**Exercise data:**
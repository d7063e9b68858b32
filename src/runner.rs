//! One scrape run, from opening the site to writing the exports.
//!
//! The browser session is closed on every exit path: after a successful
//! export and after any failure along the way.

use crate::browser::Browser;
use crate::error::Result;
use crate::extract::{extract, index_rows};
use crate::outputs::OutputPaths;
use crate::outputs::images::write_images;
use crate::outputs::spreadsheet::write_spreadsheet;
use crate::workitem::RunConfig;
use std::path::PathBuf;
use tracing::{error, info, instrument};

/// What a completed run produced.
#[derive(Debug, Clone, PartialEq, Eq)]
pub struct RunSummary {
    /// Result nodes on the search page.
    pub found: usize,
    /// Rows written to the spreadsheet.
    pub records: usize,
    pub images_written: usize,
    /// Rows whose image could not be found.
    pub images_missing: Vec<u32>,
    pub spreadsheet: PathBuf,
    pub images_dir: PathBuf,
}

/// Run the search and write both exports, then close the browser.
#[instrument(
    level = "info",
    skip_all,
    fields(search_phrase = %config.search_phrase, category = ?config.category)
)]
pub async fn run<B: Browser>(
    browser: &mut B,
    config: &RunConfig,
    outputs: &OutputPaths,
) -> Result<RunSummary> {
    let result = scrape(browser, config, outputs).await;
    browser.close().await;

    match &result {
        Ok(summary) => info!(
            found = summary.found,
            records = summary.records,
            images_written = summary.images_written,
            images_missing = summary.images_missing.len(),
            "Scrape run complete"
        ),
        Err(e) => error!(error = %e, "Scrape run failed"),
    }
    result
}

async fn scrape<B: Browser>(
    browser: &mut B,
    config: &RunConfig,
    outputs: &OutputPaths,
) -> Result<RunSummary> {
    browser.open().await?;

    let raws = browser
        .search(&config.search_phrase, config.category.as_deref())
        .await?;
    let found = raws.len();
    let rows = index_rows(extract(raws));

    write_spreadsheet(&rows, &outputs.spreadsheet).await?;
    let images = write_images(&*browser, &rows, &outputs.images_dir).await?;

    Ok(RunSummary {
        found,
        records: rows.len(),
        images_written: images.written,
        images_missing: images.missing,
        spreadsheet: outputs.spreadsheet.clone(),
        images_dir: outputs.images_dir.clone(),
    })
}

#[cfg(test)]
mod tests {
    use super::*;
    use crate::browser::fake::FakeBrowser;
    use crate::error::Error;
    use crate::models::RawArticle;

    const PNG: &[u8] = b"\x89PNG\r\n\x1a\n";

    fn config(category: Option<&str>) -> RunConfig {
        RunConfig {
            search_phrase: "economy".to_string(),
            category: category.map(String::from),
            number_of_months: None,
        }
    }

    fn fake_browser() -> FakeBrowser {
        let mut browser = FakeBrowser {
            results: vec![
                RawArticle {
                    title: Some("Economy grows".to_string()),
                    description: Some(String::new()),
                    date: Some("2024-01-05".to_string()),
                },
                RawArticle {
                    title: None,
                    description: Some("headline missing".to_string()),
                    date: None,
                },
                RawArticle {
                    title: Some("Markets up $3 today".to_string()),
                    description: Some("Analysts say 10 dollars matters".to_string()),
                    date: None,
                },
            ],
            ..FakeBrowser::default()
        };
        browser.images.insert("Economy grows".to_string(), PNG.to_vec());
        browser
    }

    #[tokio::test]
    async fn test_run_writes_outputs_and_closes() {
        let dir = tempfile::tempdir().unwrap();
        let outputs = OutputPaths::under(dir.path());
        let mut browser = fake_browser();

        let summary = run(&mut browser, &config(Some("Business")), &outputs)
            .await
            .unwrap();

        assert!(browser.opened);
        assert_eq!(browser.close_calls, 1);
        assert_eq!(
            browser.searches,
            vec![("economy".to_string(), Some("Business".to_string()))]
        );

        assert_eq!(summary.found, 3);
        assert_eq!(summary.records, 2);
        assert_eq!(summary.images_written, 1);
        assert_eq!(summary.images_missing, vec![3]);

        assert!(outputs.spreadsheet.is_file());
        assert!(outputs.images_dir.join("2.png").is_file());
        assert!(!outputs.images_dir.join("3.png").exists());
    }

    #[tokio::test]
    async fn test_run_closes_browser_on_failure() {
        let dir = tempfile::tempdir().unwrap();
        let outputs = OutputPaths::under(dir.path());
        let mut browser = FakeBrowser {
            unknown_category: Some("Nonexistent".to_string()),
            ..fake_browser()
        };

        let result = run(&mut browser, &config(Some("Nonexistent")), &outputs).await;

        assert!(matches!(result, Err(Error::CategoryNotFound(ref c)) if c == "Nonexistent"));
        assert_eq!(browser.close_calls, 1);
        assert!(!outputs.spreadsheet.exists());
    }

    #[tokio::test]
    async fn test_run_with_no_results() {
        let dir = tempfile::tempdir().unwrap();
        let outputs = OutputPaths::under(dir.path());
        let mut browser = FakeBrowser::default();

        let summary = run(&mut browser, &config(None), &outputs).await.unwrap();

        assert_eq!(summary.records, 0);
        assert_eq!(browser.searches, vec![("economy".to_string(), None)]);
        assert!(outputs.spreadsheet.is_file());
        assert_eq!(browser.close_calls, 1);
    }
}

**Work to be completed:**
Retype each line of the data exactly as it reads.

**Solution to this task:**
repository d7063e9b68858b32
filename src/runner.rs
//! One scrape run, from opening the site to writing the exports.
//!
//! The browser session is closed on every exit path: after a successful
//! export and after any failure along the way.

use crate::browser::Browser;
use crate::error::Result;
use crate::extract::{extract, index_rows};
use crate::outputs::OutputPaths;
use crate::outputs::images::write_images;
use crate::outputs::spreadsheet::write_spreadsheet;
use crate::workitem::RunConfig;
use std::path::PathBuf;
use tracing::{error, info, instrument};

/// What a completed run produced.
#[derive(Debug, Clone, PartialEq, Eq)]
pub struct RunSummary {
    /// Result nodes on the search page.
    pub found: usize,
    /// Rows written to the spreadsheet.
    pub records: usize,
    pub images_written: usize,
    /// Rows whose image could not be found.
    pub images_missing: Vec<u32>,
    pub spreadsheet: PathBuf,
    pub images_dir: PathBuf,
}

/// Run the search and write both exports, then close the browser.
#[instrument(
    level = "info",
    skip_all,
    fields(search_phrase = %config.search_phrase, category = ?config.category)
)]
pub async fn run<B: Browser>(
    browser: &mut B,
    config: &RunConfig,
    outputs: &OutputPaths,
) -> Result<RunSummary> {
    let result = scrape(browser, config, outputs).await;
    browser.close().await;

    match &result {
        Ok(summary) => info!(
            found = summary.found,
            records = summary.records,
            images_written = summary.images_written,
            images_missing = summary.images_missing.len(),
            "Scrape run complete"
        ),
        Err(e) => error!(error = %e, "Scrape run failed"),
    }
    result
}

async fn scrape<B: Browser>(
    browser: &mut B,
    config: &RunConfig,
    outputs: &OutputPaths,
) -> Result<RunSummary> {
    browser.open().await?;

    let raws = browser
        .search(&config.search_phrase, config.category.as_deref())
        .await?;
    let found = raws.len();
    let rows = index_rows(extract(raws));

    write_spreadsheet(&rows, &outputs.spreadsheet).await?;
    let images = write_images(&*browser, &rows, &outputs.images_dir).await?;

    Ok(RunSummary {
        found,
        records: rows.len(),
        images_written: images.written,
        images_missing: images.missing,
        spreadsheet: outputs.spreadsheet.clone(),
        images_dir: outputs.images_dir.clone(),
    })
}

#[cfg(test)]
mod tests {
    use super::*;
    use crate::browser::fake::FakeBrowser;
    use crate::error::Error;
    use crate::models::RawArticle;

    const PNG: &[u8] = b"\x89PNG\r\n\x1a\n";

    fn config(category: Option<&str>) -> RunConfig {
        RunConfig {
            search_phrase: "economy".to_string(),
            category: category.map(String::from),
            number_of_months: None,
        }
    }

    fn fake_browser() -> FakeBrowser {
        let mut browser = FakeBrowser {
            results: vec![
                RawArticle {
                    title: Some("Economy grows".to_string()),
                    description: Some(String::new()),
                    date: Some("2024-01-05".to_string()),
                },
                RawArticle {
                    title: None,
                    description: Some("headline missing".to_string()),
                    date: None,
                },
                RawArticle {
                    title: Some("Markets up $3 today".to_string()),
                    description: Some("Analysts say 10 dollars matters".to_string()),
                    date: None,
                },
            ],
            ..FakeBrowser::default()
        };
        browser.images.insert("Economy grows".to_string(), PNG.to_vec());
        browser
    }

    #[tokio::test]
    async fn test_run_writes_outputs_and_closes() {
        let dir = tempfile::tempdir().unwrap();
        let outputs = OutputPaths::under(dir.path());
        let mut browser = fake_browser();

        let summary = run(&mut browser, &config(Some("Business")), &outputs)
            .await
            .unwrap();

        assert!(browser.opened);
        assert_eq!(browser.close_calls, 1);
        assert_eq!(
            browser.searches,
            vec![("economy".to_string(), Some("Business".to_string()))]
        );

        assert_eq!(summary.found, 3);
        assert_eq!(summary.records, 2);
        assert_eq!(summary.images_written, 1);
        assert_eq!(summary.images_missing, vec![3]);

        assert!(outputs.spreadsheet.is_file());
        assert!(outputs.images_dir.join("2.png").is_file());
        assert!(!outputs.images_dir.join("3.png").exists());
    }

    #[tokio::test]
    async fn test_run_closes_browser_on_failure() {
        let dir = tempfile::tempdir().unwrap();
        let outputs = OutputPaths::under(dir.path());
        let mut browser = FakeBrowser {
            unknown_category: Some("Nonexistent".to_string()),
            ..fake_browser()
        };

        let result = run(&mut browser, &config(Some("Nonexistent")), &outputs).await;

        assert!(matches!(result, Err(Error::CategoryNotFound(ref c)) if c == "Nonexistent"));
        assert_eq!(browser.close_calls, 1);
        assert!(!outputs.spreadsheet.exists());
    }

    #[tokio::test]
    async fn test_run_with_no_results() {
        let dir = tempfile::tempdir().unwrap();
        let outputs = OutputPaths::under(dir.path());
        let mut browser = FakeBrowser::default();

        let summary = run(&mut browser, &config(None), &outputs).await.unwrap();

        assert_eq!(summary.records, 0);
        assert_eq!(browser.searches, vec![("economy".to_string(), None)]);
        assert!(outputs.spreadsheet.is_file());
        assert_eq!(browser.close_calls, 1);
    }
}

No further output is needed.